Judges James Robert Redford, Kathleen Jansen and Anica Letica sat on the panel.
“Here, plaintiff failed to establish a prima facie case of race discrimination because there was no evidence that he suffered the adverse employment action under circumstances that give rise to an inference of unlawful discrimination. As an initial matter, plaintiff did not assert that he had direct evidence of discrimination,” said the three-judge panel.
While Toles said he was suspended for one day in 2014 for misuse of company time, the court ruled he didn’t prove that it was because of illegal discrimination. He also didn’t point out Caucasian employees in the same situation.
Even though he noted a Caucasian worker who was given a new work vehicle and training on new work practices after he returned from disability leave, this doesn’t prove that the colleague didn’t comply with company policy and was given the perks in light of it, the ruling states.
Toles also pointed to other alleged instances, like the same worker breaking company property but not being punished, a Caucasian technician bringing a gun on site who was suspended for five days but not fired, a worker who masturbated in his work vehicle who wasn’t fired, and an employee who used cocaine on the job but wasn’t fired.
“Although these Caucasian employees were in a similar position as plaintiff, their conduct was not sufficiently similar to plaintiff’s conduct of taking an extended, unapproved break," the ruling states. "Thus, plaintiff failed to offer evidence proving disparate treatment or demonstrating an inference of discrimination.”

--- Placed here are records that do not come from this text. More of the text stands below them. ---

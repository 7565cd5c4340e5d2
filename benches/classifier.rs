//! Notification classifier benchmarks.
//!
//! Measures the per-notification cost on the dispatch worker for the
//! message shapes Moonraker sends most often.
//!
//! Run with: cargo bench --bench classifier
//! Results saved to: target/criterion/

use std::hint::black_box;

use criterion::{BenchmarkId, Criterion, criterion_group, criterion_main};
use moonraker_bridge::{Notification, classify};
use serde_json::json;

// ============================================================================
// Fixtures
// ============================================================================

fn fixtures() -> Vec<(&'static str, Notification)> {
    vec![
        (
            "progress_only",
            Notification::new(
                "notify_status_update",
                json!([{ "virtual_sdcard": { "progress": 0.42, "file_position": 123_456 } }, 5012.3]),
            ),
        ),
        (
            "resume_with_progress",
            Notification::new(
                "notify_status_update",
                json!([{
                    "print_stats": { "state": "printing", "print_duration": 812.4 },
                    "virtual_sdcard": { "progress": 0.5 }
                }, 5013.1]),
            ),
        ),
        (
            "history_added",
            Notification::new(
                "notify_history_changed",
                json!([{ "action": "added", "job": { "filename": "benchy.gcode", "status": "in_progress" } }]),
            ),
        ),
        (
            "unrelated",
            Notification::new("notify_proc_stat_update", json!([{ "cpu_temp": 48.2 }])),
        ),
    ]
}

// ============================================================================
// Benchmark: Classification
// ============================================================================

fn bench_classify(c: &mut Criterion) {
    let mut group = c.benchmark_group("classify");

    for (name, notification) in fixtures() {
        group.bench_with_input(BenchmarkId::from_parameter(name), &notification, |b, n| {
            b.iter(|| classify(black_box(n)));
        });
    }

    group.finish();
}

// ============================================================================
// Benchmark: Frame Decode + Classification
// ============================================================================

fn bench_decode_and_classify(c: &mut Criterion) {
    let frame = json!({
        "jsonrpc": "2.0",
        "method": "notify_status_update",
        "params": [{
            "print_stats": { "state": "paused" },
            "virtual_sdcard": { "progress": 0.73 }
        }, 6001.9]
    })
    .to_string();

    c.bench_function("decode_and_classify", |b| {
        b.iter(|| {
            let notification: Notification = serde_json::from_str(black_box(&frame)).ok()?;
            classify(&notification).ok()
        });
    });
}

criterion_group!(benches, bench_classify, bench_decode_and_classify);
criterion_main!(benches);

In his complaint, Toles claimed that the company’s managers would often make discriminatory statements and also discipline African-American employees differently than their counterparts. He said things worsened after when he received a verbal and written discipline and was suspended, which he alleged happened because of his race. The defendant filed a motion for summary disposition via MCR 2.116(C)(10), stating that Toles failed to prove establish a prima facie claim as he didn’t suffer an adverse employment action and failed to prove that he received disciplinary actions as a result of unlawful discrimination.